Material for the task -

//! Error Kind - Classification of errors
//!
//! Defines the [`ErrorKind`] enum that maps to HTTP status codes.

use serde::Serialize;

/// Error classification
///
/// Each variant maps to one RFC 9110 status code.
///
/// ## Examples
/// ```rust
/// use kernel::error::kind::ErrorKind;
///
/// let kind = ErrorKind::NotFound;
/// assert_eq!(kind.status_code(), 404);
/// assert_eq!(kind.as_str(), "Not Found");
/// ```
#[derive(Debug, Clone, Copy, PartialEq, Eq, Serialize)]
#[serde(rename_all = "SCREAMING_SNAKE_CASE")]
#[non_exhaustive]
pub enum ErrorKind {
    /// 400 - malformed or invalid request
    BadRequest,
    /// 401 - no identity, bad credentials, or not the resource owner
    Unauthorized,
    /// 404 - resource not found
    NotFound,
    /// 409 - conflicts with current state
    Conflict,
    /// 500 - unexpected server-side failure
    InternalServerError,
    /// 503 - a dependency (database) is unavailable
    ServiceUnavailable,
}

impl ErrorKind {
    /// HTTP status code for this kind
    #[inline]
    pub const fn status_code(&self) -> u16 {
        match self {
            ErrorKind::BadRequest => 400,
            ErrorKind::Unauthorized => 401,
            ErrorKind::NotFound => 404,
            ErrorKind::Conflict => 409,
            ErrorKind::InternalServerError => 500,
            ErrorKind::ServiceUnavailable => 503,
        }
    }

    /// Standard reason phrase
    #[inline]
    pub const fn as_str(&self) -> &'static str {
        match self {
            ErrorKind::BadRequest => "Bad Request",
            ErrorKind::Unauthorized => "Unauthorized",
            ErrorKind::NotFound => "Not Found",
            ErrorKind::Conflict => "Conflict",
            ErrorKind::InternalServerError => "Internal Server Error",
            ErrorKind::ServiceUnavailable => "Service Unavailable",
        }
    }

    /// 5xx errors. These should be logged.
    #[inline]
    pub const fn is_server_error(&self) -> bool {
        self.status_code() >= 500
    }
}

impl std::fmt::Display for ErrorKind {
    fn fmt(&self, f: &mut std::fmt::Formatter<'_>) -> std::fmt::Result {
        write!(f, "{}", self.as_str())
    }
}

#[cfg(test)]
mod tests {
    use super::*;

    #[test]
    fn test_status_codes() {
        assert_eq!(ErrorKind::BadRequest.status_code(), 400);
        assert_eq!(ErrorKind::Unauthorized.status_code(), 401);
        assert_eq!(ErrorKind::NotFound.status_code(), 404);
        assert_eq!(ErrorKind::Conflict.status_code(), 409);
        assert_eq!(ErrorKind::InternalServerError.status_code(), 500);
        assert_eq!(ErrorKind::ServiceUnavailable.status_code(), 503);
    }

    #[test]
    fn test_server_errors() {
        assert!(!ErrorKind::BadRequest.is_server_error());
        assert!(!ErrorKind::Conflict.is_server_error());
        assert!(ErrorKind::InternalServerError.is_server_error());
        assert!(ErrorKind::ServiceUnavailable.is_server_error());
    }
}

Try it - Down to the last line, reproduce the entries above precisely.

Answer space -
//! Error Kind - Classification of errors
//!
//! Defines the [`ErrorKind`] enum that maps to HTTP status codes.

use serde::Serialize;

/// Error classification
///
/// Each variant maps to one RFC 9110 status code.
///
/// ## Examples
/// ```rust
/// use kernel::error::kind::ErrorKind;
///
/// let kind = ErrorKind::NotFound;
/// assert_eq!(kind.status_code(), 404);
/// assert_eq!(kind.as_str(), "Not Found");
/// ```
#[derive(Debug, Clone, Copy, PartialEq, Eq, Serialize)]
#[serde(rename_all = "SCREAMING_SNAKE_CASE")]
#[non_exhaustive]
pub enum ErrorKind {
    /// 400 - malformed or invalid request
    BadRequest,
    /// 401 - no identity, bad credentials, or not the resource owner
    Unauthorized,
    /// 404 - resource not found
    NotFound,
    /// 409 - conflicts with current state
    Conflict,
    /// 500 - unexpected server-side failure
    InternalServerError,
    /// 503 - a dependency (database) is unavailable
    ServiceUnavailable,
}

impl ErrorKind {
    /// HTTP status code for this kind
    #[inline]
    pub const fn status_code(&self) -> u16 {
        match self {
            ErrorKind::BadRequest => 400,
            ErrorKind::Unauthorized => 401,
            ErrorKind::NotFound => 404,
            ErrorKind::Conflict => 409,
            ErrorKind::InternalServerError => 500,
            ErrorKind::ServiceUnavailable => 503,
        }
    }

    /// Standard reason phrase
    #[inline]
    pub const fn as_str(&self) -> &'static str {
        match self {
            ErrorKind::BadRequest => "Bad Request",
            ErrorKind::Unauthorized => "Unauthorized",
            ErrorKind::NotFound => "Not Found",
            ErrorKind::Conflict => "Conflict",
            ErrorKind::InternalServerError => "Internal Server Error",
            ErrorKind::ServiceUnavailable => "Service Unavailable",
        }
    }

    /// 5xx errors. These should be logged.
    #[inline]
    pub const fn is_server_error(&self) -> bool {
        self.status_code() >= 500
    }
}

impl std::fmt::Display for ErrorKind {
    fn fmt(&self, f: &mut std::fmt::Formatter<'_>) -> std::fmt::Result {
        write!(f, "{}", self.as_str())
    }
}

#[cfg(test)]
mod tests {
    use super::*;

    #[test]
    fn test_status_codes() {
        assert_eq!(ErrorKind::BadRequest.status_code(), 400);
        assert_eq!(ErrorKind::Unauthorized.status_code(), 401);
        assert_eq!(ErrorKind::NotFound.status_code(), 404);
        assert_eq!(ErrorKind::Conflict.status_code(), 409);
        assert_eq!(ErrorKind::InternalServerError.status_code(), 500);
        assert_eq!(ErrorKind::ServiceUnavailable.status_code(), 503);
    }

    #[test]
    fn test_server_errors() {
        assert!(!ErrorKind::BadRequest.is_server_error());
        assert!(!ErrorKind::Conflict.is_server_error());
        assert!(ErrorKind::InternalServerError.is_server_error());
        assert!(ErrorKind::ServiceUnavailable.is_server_error());
    }
}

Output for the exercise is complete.